**Work task:** Only a number is expected: how many lines in the entries that follow contain the word "push"?

Items listed in a dataset
- - - -

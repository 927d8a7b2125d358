// File: crates/tabplot-core/src/summary.rs
// Summary: Per-group five-number summaries with interpolated quartiles.

use crate::error::Result;
use crate::table::Table;

/// Distribution summary of one group.
/// Invariant: min <= q1 <= median <= q3 <= max.
#[derive(Clone, Copy, Debug, PartialEq)]
pub struct FiveNumberSummary {
    pub min: f64,
    pub q1: f64,
    pub median: f64,
    pub q3: f64,
    pub max: f64,
}

impl FiveNumberSummary {
    /// Summarize an ascending-sorted, non-empty slice. Groups are derived
    /// from non-empty row partitions, so an empty slice is a caller bug.
    pub fn from_sorted(values: &[f64]) -> Self {
        assert!(!values.is_empty(), "summary over an empty group");
        Self {
            min: values[0],
            q1: quantile_sorted(values, 0.25),
            median: quantile_sorted(values, 0.5),
            q3: quantile_sorted(values, 0.75),
            max: values[values.len() - 1],
        }
    }
}

/// Quantile of an ascending-sorted, non-empty slice by linear interpolation
/// at rank `p * (n - 1)`.
pub fn quantile_sorted(values: &[f64], p: f64) -> f64 {
    let r = p * (values.len() - 1) as f64;
    let lo = r.floor() as usize;
    let hi = r.ceil() as usize;
    values[lo] + (r - lo as f64) * (values[hi] - values[lo])
}

/// Group rows by `key_field` and summarize `value_field` per group,
/// preserving first-seen key order.
pub fn summarize(
    table: &Table,
    key_field: &str,
    value_field: &str,
) -> Result<Vec<(String, FiveNumberSummary)>> {
    let key_col = table.column_index(key_field)?;
    let val_col = table.column_index(value_field)?;

    let mut keys: Vec<String> = Vec::new();
    let mut groups: Vec<Vec<f64>> = Vec::new();
    for row in 0..table.len() {
        let key = table.label_at(row, key_col);
        let v = table.number_at(row, val_col)?;
        match keys.iter().position(|k| *k == key) {
            Some(i) => groups[i].push(v),
            None => {
                keys.push(key);
                groups.push(vec![v]);
            }
        }
    }

    let mut out = Vec::with_capacity(keys.len());
    for (key, mut values) in keys.into_iter().zip(groups) {
        values.sort_by(f64::total_cmp);
        out.push((key, FiveNumberSummary::from_sorted(&values)));
    }
    Ok(out)
}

- - - -

**Answer to the problem:** 4